Monte Carlo, a startup that sells data observability (data obs) software to other companies, announced this morning that it has closed a $135 million Series D at a valuation of $1.6 billion.
The round is an interesting echo of 2021‘s fundraising market, making our ears perk up when we caught wind of the capital event; how did a startup raise such a round in 2022, when the late-stage market is in the tank, valuations are under pressure, and growth more generally has lost some of its appeal as investors go after companies with greater profitability and cash flow stability?
The simple answer is that Monte Carlo is growing quickly while not setting all its raised capital aflame. That fact makes the Monte Carlo round good news of a sort for other startups. Why? Because the company’s latest round — IVP led; prior investors participated — shows that it is still possible to raise nine figures at a fresh unicorn price today. The other side of that coin is that Monte Carlo doesn’t make it look easy.
Recall that when Monte Carlo raised a $60 million Series C in August 2021, we reported that it had “doubled its ARR in each of the last four quarters.” Since that round, the company said in a release that it has “more than doubled revenue every single quarter, with an 800 percent increase in revenue year-over-year.” If you grow that quickly, yes, you can raise capital for your software business like it’s still 2021. (How many unicorns meet that bar? Data aren’t clear, but we’re not wildly optimistic that it’s a majority.)
What will Monte Carlo do with its new capital? Lior Gavish, the company’s co-founder and CTO, told BlueHillco in an interview that his startup spent aggressively since its Series C, but that it still had cash in the bank when its latest round came together. The new cash, per Gavish, will be invested “across the board,” with the founding exec citing upcoming investments in engineering, data, product, and go-to-market work in the near future.
Monte Carlo’s growth underscores how quickly the data obs market is itself growing. Data obs is a product category that the startup likes to analogize to the now-established application monitoring market. The analogy is reasonable as both software niches deal with flagging issues with software systems in motion, if somewhat rosy for Monte Carlo — application monitoring has given birth to hugely successful companies like Datadog, which is worth just under $30 billion as of the close of trading yesterday.
Looking around the world, around two-thirds of Monte Carlo’s business is in the U.S., with another third coming from the Middle East/North Africa market. Gavish also said that he sees similar demand patterns between the European and U.S. markets, underscoring how the SaaS market has truly become a global game.
BlueHillco also asked Gavish about the company’s growth mix: How much of its growth comes from upsells versus new customer adds? Per the CTO, the company is young enough that most of its growth comes from new customers, though he did share that the company is seeing positive, if early, indications that its net retention is trending in a healthy direction.

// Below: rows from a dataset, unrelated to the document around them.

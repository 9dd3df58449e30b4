//! GitHub-flavored markdown anchor/slug generation for the page index.

use std::collections::HashMap;

/// Hands out heading anchors, numbering repeats the way GitHub does
/// (`area`, `area-1`, `area-2`).
#[derive(Debug, Default)]
pub struct Anchors {
    seen: HashMap<String, usize>,
}

impl Anchors {
    pub fn next(&mut self, heading: &str) -> String {
        let slug = github_slug(heading);
        let count = self.seen.entry(slug.clone()).or_insert(0);
        let anchor = if *count == 0 {
            slug
        } else {
            format!("{slug}-{count}")
        };
        *count += 1;
        anchor
    }
}

/// Generate a TOC list item.
pub fn render_toc_item(title: &str, anchor: &str) -> String {
    format!("* [{title}](#{anchor})")
}

/// GitHub heading anchor slug generation:
/// - lowercase
/// - remove all chars that aren't alphanumeric, space, underscore, or hyphen
/// - replace spaces with hyphens
pub fn github_slug(text: &str) -> String {
    let mut slug = String::with_capacity(text.len());
    for c in text.to_lowercase().chars() {
        if c.is_alphanumeric() || c == ' ' || c == '-' || c == '_' {
            slug.push(c);
        }
    }
    slug.replace(' ', "-")
}

#[cfg(test)]
mod tests {
    use super::*;

    #[test]
    fn slug_keeps_underscores() {
        assert_eq!(github_slug("add_integers"), "add_integers");
        assert_eq!(github_slug("Math_Utils"), "math_utils");
    }

    #[test]
    fn slug_strips_punctuation() {
        assert_eq!(github_slug("operator(+)"), "operator");
        assert_eq!(github_slug("hello world"), "hello-world");
    }

    #[test]
    fn repeated_headings_are_numbered() {
        let mut anchors = Anchors::default();
        assert_eq!(anchors.next("area"), "area");
        assert_eq!(anchors.next("Area"), "area-1");
        assert_eq!(anchors.next("norm"), "norm");
        assert_eq!(anchors.next("area"), "area-2");
    }

    #[test]
    fn toc_item() {
        assert_eq!(
            render_toc_item("add_integers", "add_integers"),
            "* [add_integers](#add_integers)"
        );
    }
}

The tech market has quickly lost its shine this year. Layoffs are now part of the regular startup discourse. This puts companies like Monte Carlo that are newly capitalized in a position to snag talent and make outsized noise given a more quiet competitive landscape.
Let’s see how far the new capital can get the startup, and whether Monte Carlo will finally reach the scale needed for it to stop sharing percentage-gain growth metrics and instead disclose some hard numbers.
Finally, the company is not sponsoring this year’s Grand Prix in Monaco, sadly.